Emergiram três categorias que representam o eixo em torno do qual o produto do estudo realizado se articula, a saber: percepção da equipe de saúde sobre a alta do recémnascido; influência do planejamento da alta do recém-nascido na continuidade do cuidado e percepção dos pais sobre as orientações de cuidado ao recém-nascido.

Percepções da equipe de saúde sobre a alta do recémnascido

Em seus relatos os profissionais indicaram que a alta hospitalar do RN é uma atividade organizada, com etapas a serem seguidas, conforme descrito nas falas abaixo:

A alta é definida pelo médico e sua equipe, em "round". São feitos todos os papéis burocráticos pelos residentes e doutorandos que estão na sala da alta. Após, eles passam para a secretária e para a enfermeira que está no turno, que o bebê está de alta. Geralmente o residente ou doutorando conversa com a mãe, passa algumas informações; e, antes de sair, sempre é o enfermeiro que passa as informações de cuidado, dá os papéis, tira as dúvidas (E5).

O processo da alta é feito pela equipe médica. Depois, alguém da equipe de enfermagem, geralmente o enfermeiro, passa todas as instruções do que a mãe vai fazer, como: a marcação de consultas, as vacinas, o retorno, o cuidado em casa, e tira algumas dúvidas (E2).


A partir dessas falas percebe-se que o processo de alta dos RN é desencadeado, inicialmente, pelos médicos, os quais são responsáveis pela determinação de quando e qual RN terá alta, e os enfermeiros são responsáveis por passar aos pais as informações de cuidado na pós-alta.
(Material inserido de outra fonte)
use std::fmt::{
    Display,
    Formatter,
    Result as FmtResult,
};
use std::io::Write;
use std::result::Result as StdResult;
use std::str::FromStr;

use byteorder::{
    NetworkEndian,
    ReadBytesExt,
    WriteBytesExt,
};

use {
    Error,
    Result,
};

/// [MAC address](https://en.wikipedia.org/wiki/MAC_address) in network byte order.
#[derive(Clone, Copy, Debug, PartialEq, Eq, Hash)]
pub struct Address([u8; 6]);

impl Address {
    pub const BROADCAST: Address = Address([0xFF; 6]);

    /// Creates a MAC address from a network byte order buffer.
    pub fn new(addr: [u8; 6]) -> Address {
        Address(addr)
    }

    /// Tries to creates a MAC address from a network byte order slice.
    pub fn try_new(addr: &[u8]) -> Result<Address> {
        if addr.len() != 6 {
            return Err(Error::Exhausted);
        }

        let mut _addr: [u8; 6] = [0; 6];
        _addr.clone_from_slice(addr);
        Ok(Address(_addr))
    }

    /// Returns a reference to the network byte order representation of the
    /// address.
    pub fn as_bytes(&self) -> &[u8] {
        &self.0
    }

    // Checks if this is a unicast address.
    pub fn is_unicast(&self) -> bool {
        !self.is_broadcast()
    }

    /// Checks if this is a broadcast address.
    pub fn is_broadcast(&self) -> bool {
        self.0 == [0xFF; 6]
    }
}

impl Display for Address {
    fn fmt(&self, f: &mut Formatter) -> FmtResult {
        write!(
            f,
            "{:02X}:{:02X}:{:02X}:{:02X}:{:02X}:{:02X}",
            self.0[0], self.0[1], self.0[2], self.0[3], self.0[4], self.0[5],
        )
    }
}

impl FromStr for Address {
    type Err = ();

    /// Parses a MAC address from an A:B:C:D:E:F style string.
    fn from_str(addr: &str) -> StdResult<Address, Self::Err> {
        let (bytes, unknown): (Vec<_>, Vec<_>) = addr.split(":")
            .map(|token| u8::from_str_radix(token, 16))
            .partition(|byte| !byte.is_err());

        if bytes.len() != 6 || unknown.len() > 0 {
            return Err(());
        }

        let bytes: Vec<_> = bytes.into_iter().map(|byte| byte.unwrap()).collect();

        let mut mac: [u8; 6] = [0; 6];
        mac.clone_from_slice(&bytes);

        Ok(Address::new(mac))
    }
}

/// [https://en.wikipedia.org/wiki/EtherType](https://en.wikipedia.org/wiki/EtherType)
pub mod eth_types {
    /// Reserved identifier for boot selection frames.
    pub const BOOTSELECT: u16 = 0x7184;
}

mod fields {
    use std::ops::{
        Range,
        RangeFrom,
    };

    pub const DST_ADDR: Range<usize> = 0 .. 6;

    pub const SRC_ADDR: Range<usize> = 6 .. 12;

    pub const PAYLOAD_TYPE: Range<usize> = 12 .. 14;

    pub const PAYLOAD: RangeFrom<usize> = 14 ..;
}

/// View of a byte buffer as an Ethernet frame.
#[derive(Debug)]
pub struct Frame<T: AsRef<[u8]>> {
    buffer: T,
}

impl<T: AsRef<[u8]>> AsRef<[u8]> for Frame<T> {
    fn as_ref(&self) -> &[u8] {
        self.buffer.as_ref()
    }
}

impl<T: AsRef<[u8]> + AsMut<[u8]>> AsMut<[u8]> for Frame<T> {
    fn as_mut(&mut self) -> &mut [u8] {
        self.buffer.as_mut()
    }
}

impl<T: AsRef<[u8]>> Frame<T> {
    pub const HEADER_LEN: usize = 14;

    pub const MAX_FRAME_LEN: usize = 1518;

    /// Tries to create an Ethernet frame view over a byte buffer.
    pub fn try_new(buffer: T) -> Result<Frame<T>> {
        if buffer.as_ref().len() < Self::HEADER_LEN || buffer.as_ref().len() > Self::MAX_FRAME_LEN {
            Err(Error::Exhausted)
        } else {
            Ok(Frame { buffer })
        }
    }

    /// Returns the length of an Ethernet frame with the specified payload size.
    pub fn buffer_len(payload_len: usize) -> usize {
        Self::HEADER_LEN + payload_len
    }

    pub fn dst_addr(&self) -> Address {
        Address::try_new(&self.buffer.as_ref()[fields::DST_ADDR]).unwrap()
    }

    pub fn src_addr(&self) -> Address {
        Address::try_new(&self.buffer.as_ref()[fields::SRC_ADDR]).unwrap()
    }

    pub fn payload_type(&self) -> u16 {
        (&self.buffer.as_ref()[fields::PAYLOAD_TYPE])
            .read_u16::<NetworkEndian>()
            .unwrap()
    }

    pub fn payload(&self) -> &[u8] {
        &self.buffer.as_ref()[fields::PAYLOAD]
    }
}

impl<T: AsRef<[u8]> + AsMut<[u8]>> Frame<T> {
    pub fn set_dst_addr(&mut self, addr: Address) {
        (&mut self.buffer.as_mut()[fields::DST_ADDR])
            .write(addr.as_bytes())
            .unwrap();
    }

    pub fn set_src_addr(&mut self, addr: Address) {
        (&mut self.buffer.as_mut()[fields::SRC_ADDR])
            .write(addr.as_bytes())
            .unwrap();
    }

    pub fn set_payload_type(&mut self, payload_type: u16) {
        (&mut self.buffer.as_mut()[fields::PAYLOAD_TYPE])
            .write_u16::<NetworkEndian>(payload_type)
            .unwrap();
    }

    pub fn payload_mut(&mut self) -> &mut [u8] {
        &mut self.buffer.as_mut()[fields::PAYLOAD]
    }
}

#[cfg(test)]
mod tests {
    use super::*;

    #[test]
    fn test_is_unicast() {
        let addr = Address::new([0x00, 0xFF, 0xFF, 0xFF, 0xFF, 0xFF]);
        assert!(addr.is_unicast());
    }

    #[test]
    fn test_is_broadcast() {
        let addr = Address::new([0xFF; 6]);
        assert!(addr.is_broadcast());
    }

    #[test]
    fn test_from_str() {
        let addr = "AA:bb:CC:dd:EE:ff".parse::<Address>().unwrap();
        assert_eq!(
            addr,
            Address::new([0xAA, 0xBB, 0xCC, 0xDD, 0xEE, 0xFF])
        );
    }

    #[test]
    fn test_from_str_with_missing_octets() {
        assert_matches!("AA:BB:CC:DD:EE".parse::<Address>(), Err(()));
    }

    #[test]
    fn test_from_str_with_bad_octet() {
        assert_matches!("AA:BB:CC:DD:EE:GG".parse::<Address>(), Err(()));
    }

    #[test]
    fn test_frame_with_short_buffer() {
        let buffer = [0; 13];
        assert_matches!(Frame::try_new(&buffer[..]), Err(Error::Exhausted));
    }

    #[test]
    fn test_frame_accessors() {
        let mut buffer = [0; 16];

        {
            let mut frame = Frame::try_new(&mut buffer[..]).unwrap();
            frame.set_dst_addr(Address::BROADCAST);
            frame.set_src_addr(Address::new([0, 1, 2, 3, 4, 5]));
            frame.set_payload_type(eth_types::BOOTSELECT);
        }

        let frame = Frame::try_new(&buffer[..]).unwrap();
        assert_eq!(frame.dst_addr(), Address::BROADCAST);
        assert_eq!(frame.src_addr(), Address::new([0, 1, 2, 3, 4, 5]));
        assert_eq!(frame.payload_type(), eth_types::BOOTSELECT);
        assert_eq!(frame.payload().len(), 2);
    }
}
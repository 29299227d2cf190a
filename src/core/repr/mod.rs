//! Serialization and deserialization of wire frames.
//!
//! The `repr` module provides abstractions for serializing and deserializing
//! the boot selection frames to/from byte buffers.

pub mod bootselect;
pub mod ethernet;

pub use self::bootselect::{
    Bootselect,
    Entry,
    DATA_FRAME_LEN,
    ENTRY_FIELD_LEN,
    REQUEST_FRAME_LEN,
};
pub use self::ethernet::{
    eth_types,
    Address as EthernetAddress,
    Frame as EthernetFrame,
};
Diante disso, considera-se que o preparo para a alta hospitalar do RN não pode ser visto como um evento pontual e isolado, delegado a momentos prévios à saída do bebê, devendo ser vis-to e organizado continuamente, objetivando fornecer informações à família, capacitando-a para atuar em si-tuações críticas após sua saída do hospital10.

Um estudo realizado com mães que estavam acompanhando a criança no momento da alta para o domicílio constatou que o aviso de alta para o grupo estudado foi realizado 24 horas antes da sua efetivação, não havendo decisão conjunta6. Entretanto, o planejamento de alta envolve a formulação de um programa pela equipe de saúde, o paciente, a família e os órgãos externos apropriados para ir ao encontro das necessidades físicas e psicossociais do paciente após a alta, exigindo uma colaboração rigorosa da equipe de saúde6.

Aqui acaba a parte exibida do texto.